What Is Noble?

Oli Steadman
3 min readJan 2, 2022

In pt9 “What Is Noble?” of Beyond Good And Evil (free full text readable & searchable here), Neitzsche’s aphorism 296 is, atypically, addressed not to the reader but to an abstract inspiring presence, and in the first person:

(bolding mine)

Oh, what are you anyway, my written and painted thoughts! It was not long ago that you were still so colourful, young and malicious, so full of thorns and secret spices that you made me sneeze and laugh — and now? You have already lost your novelty, and I am afraid that some of you are ready to turn into truths: they already look so immortal, so pathetically decent and upright, so boring! And was it ever any different? So, what subjects do we copy out and paint, we mandarins with Chinese brushes, we immortalizers of things that let themselves be written — what are the only things we can paint? Oh, only ever things that are about to wilt and lose their smell! Only ever storms that are yellowed and late! Only ever birds that have flown and flown astray until they are tired and can be caught by hand— by our hand! We only immortalize things that cannot live and fly for much longer, only tired and worn-out things! And I only have colours for your afternoon, my written and painted thoughts, perhaps many colours, many colourful affections and fifty yellows and browns and greens and reds: — but nobody will guess from this how you looked in your mornings, you sudden sparks and wonders of my solitude, you, my old, beloved — wicked thoughts!

Almost invariably the creative spark we use to jumpstart an episode of writing, composing, performing, conversation; seems old before we begin, and hardly worth following up (in comparison to how vividly it felt critical and urgent that we engage it for the sake of humanity. Something like catching a butterfly or rare beast before it evades capture.

Part of that failing feeling comes from having an underdeveloped ability to perform the accurate capture of those shocking storms & birds of inspiration:

The height and width of the tower of science have grown to be so monstrously vast that the philosopher is that much more likely to become exhausted before he has even finished his education, or to let himself grab hold of something and “specialize.” […] Or he gets there too late, when he is already past his prime and his strength has started to fade; […] Per- haps the very refinement of his intellectual conscience lets him hesitate and be slowed down while underway; he is afraid of being seduced into becoming a dilettante, a millipede […]

— 205

Another fundamental inability stems from having waited too long to seize opportunities:

The problem of those who wait. Strokes of luck and many unpredictable factors are needed for a higher person, who contains the dormant solution to a problem, to go into action at the right time, “into explosion” you might say.
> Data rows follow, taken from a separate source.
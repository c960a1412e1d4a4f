// SPDX-License-Identifier: BUSL-1.1
// Copyright (c) 2026 Alfred Jean LLC

//! The workspace wire envelope: a directory tree shipped as an opaque byte
//! archive. `fleet-shell` owns the actual pack/unpack codec; this crate
//! only defines the envelope that crosses RPC boundaries.

use serde::{Deserialize, Serialize};

#[derive(Debug, Clone, Default, PartialEq, Eq, Serialize, Deserialize)]
pub struct WorkspaceArchive(pub Vec<u8>);

impl WorkspaceArchive {
    pub fn empty() -> Self {
        Self(Vec::new())
    }

    pub fn from_bytes(bytes: Vec<u8>) -> Self {
        Self(bytes)
    }

    pub fn as_bytes(&self) -> &[u8] {
        &self.0
    }

    pub fn is_empty(&self) -> bool {
        self.0.is_empty()
    }

    pub fn len(&self) -> usize {
        self.0.len()
    }
}

#[cfg(test)]
mod tests {
    use super::*;

    #[test]
    fn empty_archive_has_zero_length() {
        assert!(WorkspaceArchive::empty().is_empty());
        assert_eq!(WorkspaceArchive::empty().len(), 0);
    }
}
// SPDX-License-Identifier: BUSL-1.1
// Copyright (c) 2026 Alfred Jean LLC

//! File/directory condition evaluation: hashing or mtime/size
//! stat-diffing on each tick, per the `file`/`directory` watcher
//! contract.

use std::fs;
use std::path::{Path, PathBuf};
use std::time::SystemTime;

use sha2::{Digest, Sha256};

use fleet_core::WatcherCondition;

use super::poll::ConditionEvaluator;

#[derive(Debug, Clone, PartialEq)]
enum Fingerprint {
    Missing,
    Present { signature: String },
}

pub(super) struct FileEvaluator {
    path: PathBuf,
    recursive: bool,
    check_hash: bool,
    pattern: Option<glob::Pattern>,
    conditions: Vec<WatcherCondition>,
    last: Option<Fingerprint>,
}

impl FileEvaluator {
    pub(super) fn new(
        path: String,
        recursive: bool,
        check_hash: bool,
        pattern: Option<String>,
        conditions: Vec<WatcherCondition>,
    ) -> Self {
        let pattern = pattern.and_then(|p| glob::Pattern::new(&p).ok());
        Self {
            path: PathBuf::from(path),
            recursive,
            check_hash,
            pattern,
            conditions,
            last: None,
        }
    }

    fn matches_pattern(&self, path: &Path) -> bool {
        match &self.pattern {
            Some(p) => path
                .file_name()
                .map(|n| p.matches(&n.to_string_lossy()))
                .unwrap_or(false),
            None => true,
        }
    }

    fn collect_targets(&self) -> Vec<PathBuf> {
        if !self.recursive {
            return vec![self.path.clone()];
        }
        let mut out = Vec::new();
        let mut stack = vec![self.path.clone()];
        while let Some(dir) = stack.pop() {
            let Ok(entries) = fs::read_dir(&dir) else {
                continue;
            };
            for entry in entries.filter_map(|e| e.ok()) {
                let path = entry.path();
                if path.is_dir() {
                    stack.push(path);
                } else if self.matches_pattern(&path) {
                    out.push(path);
                }
            }
        }
        out
    }

    fn fingerprint(&self) -> Fingerprint {
        let targets = self.collect_targets();
        let existing: Vec<&PathBuf> = targets.iter().filter(|p| p.exists()).collect();
        if existing.is_empty() {
            return Fingerprint::Missing;
        }
        if self.check_hash {
            let mut hasher = Sha256::new();
            for path in &existing {
                if let Ok(bytes) = fs::read(path) {
                    hasher.update(&bytes);
                }
            }
            Fingerprint::Present {
                signature: format!("{:x}", hasher.finalize()),
            }
        } else {
            let mut mtime_total: u128 = 0;
            let mut size_total: u64 = 0;
            for path in &existing {
                if let Ok(meta) = fs::metadata(path) {
                    size_total += meta.len();
                    if let Ok(modified) = meta.modified() {
                        mtime_total += modified
                            .duration_since(SystemTime::UNIX_EPOCH)
                            .map(|d| d.as_nanos())
                            .unwrap_or(0);
                    }
                }
            }
            Fingerprint::Present {
                signature: format!("{mtime_total}:{size_total}"),
            }
        }
    }
}

impl ConditionEvaluator for FileEvaluator {
    fn evaluate(&mut self) -> Vec<(WatcherCondition, String)> {
        let current = self.fingerprint();
        let mut fired = Vec::new();
        match (&self.last, &current) {
            (None, Fingerprint::Present { .. }) | (Some(Fingerprint::Missing), Fingerprint::Present { .. }) => {
                if self.conditions.contains(&WatcherCondition::Created) {
                    fired.push((WatcherCondition::Created, self.path.display().to_string()));
                }
            }
            (
                Some(Fingerprint::Present { signature: prev }),
                Fingerprint::Present { signature: now },
            ) if prev != now => {
                if self.conditions.contains(&WatcherCondition::Changed) {
                    fired.push((WatcherCondition::Changed, self.path.display().to_string()));
                }
            }
            (Some(Fingerprint::Present { .. }), Fingerprint::Missing) => {
                if self.conditions.contains(&WatcherCondition::Deleted) {
                    fired.push((WatcherCondition::Deleted, self.path.display().to_string()));
                }
            }
            _ => {}
        }
        self.last = Some(current);
        fired
    }
}

#[cfg(test)]
mod tests {
    use super::*;
    use tempfile::tempdir;

    #[test]
    fn first_sighting_of_an_existing_file_fires_created() {
        let dir = tempdir().unwrap();
        let file = dir.path().join("t");
        fs::write(&file, b"x").unwrap();
        let mut eval = FileEvaluator::new(
            file.display().to_string(),
            false,
            false,
            None,
            vec![WatcherCondition::Created],
        );
        let fired = eval.evaluate();
        assert_eq!(fired, vec![(WatcherCondition::Created, file.display().to_string())]);
    }

    #[test]
    fn content_change_fires_changed_on_the_next_tick() {
        let dir = tempdir().unwrap();
        let file = dir.path().join("t");
        fs::write(&file, b"x").unwrap();
        let mut eval = FileEvaluator::new(
            file.display().to_string(),
            false,
            true,
            None,
            vec![WatcherCondition::Created, WatcherCondition::Changed],
        );
        eval.evaluate();
        fs::write(&file, b"y").unwrap();
        let fired = eval.evaluate();
        assert!(fired.iter().any(|(c, _)| *c == WatcherCondition::Changed));
    }

    #[test]
    fn deleting_a_previously_seen_file_fires_deleted() {
        let dir = tempdir().unwrap();
        let file = dir.path().join("t");
        fs::write(&file, b"x").unwrap();
        let mut eval = FileEvaluator::new(
            file.display().to_string(),
            false,
            false,
            None,
            vec![WatcherCondition::Deleted],
        );
        eval.evaluate();
        fs::remove_file(&file).unwrap();
        let fired = eval.evaluate();
        assert_eq!(
            fired,
            vec![(WatcherCondition::Deleted, file.display().to_string())]
        );
    }

    #[test]
    fn an_unrequested_condition_never_fires() {
        let dir = tempdir().unwrap();
        let file = dir.path().join("t");
        fs::write(&file, b"x").unwrap();
        let mut eval = FileEvaluator::new(
            file.display().to_string(),
            false,
            false,
            None,
            vec![WatcherCondition::Deleted],
        );
        // Only "created" would fire here, and it wasn't requested.
        assert!(eval.evaluate().is_empty());
    }
}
This does not usually happen, and in every corner of the earth people sit waiting, hardly knowing how much they are waiting, much less that they are waiting in vain. And every once in a while, the alarm call will come too late, the chance event that gives them “permission” to act, — just when the prime of youth and strength for action has already been depleted by sitting still. And how many people have realized in horror, just as they “jump up,” that their limbs have gone to sleep and their spirit is already too heavy! “It’s too late” — they say, having lost faith in themselves and being useless from this point on. — What if in the realm of genius, the “Raphael without hands ” 12 (taking that phrase in the broadest sense) is not the exception but, perhaps, the rule? Perhaps genius is not rare at all: what is rare is the five hundred hands that it needs to tyrannize the KaiQog, “the right time,” in order to seize hold of chance!

— 274

A New Years resolution of mine is to more mindfully seize creative opportunities and ensure I capture those flights of “wicked thoughts” as a matter of urgency when they strike. But first, building a Google Apps Script dashboard to help monitor this in metrical fashion.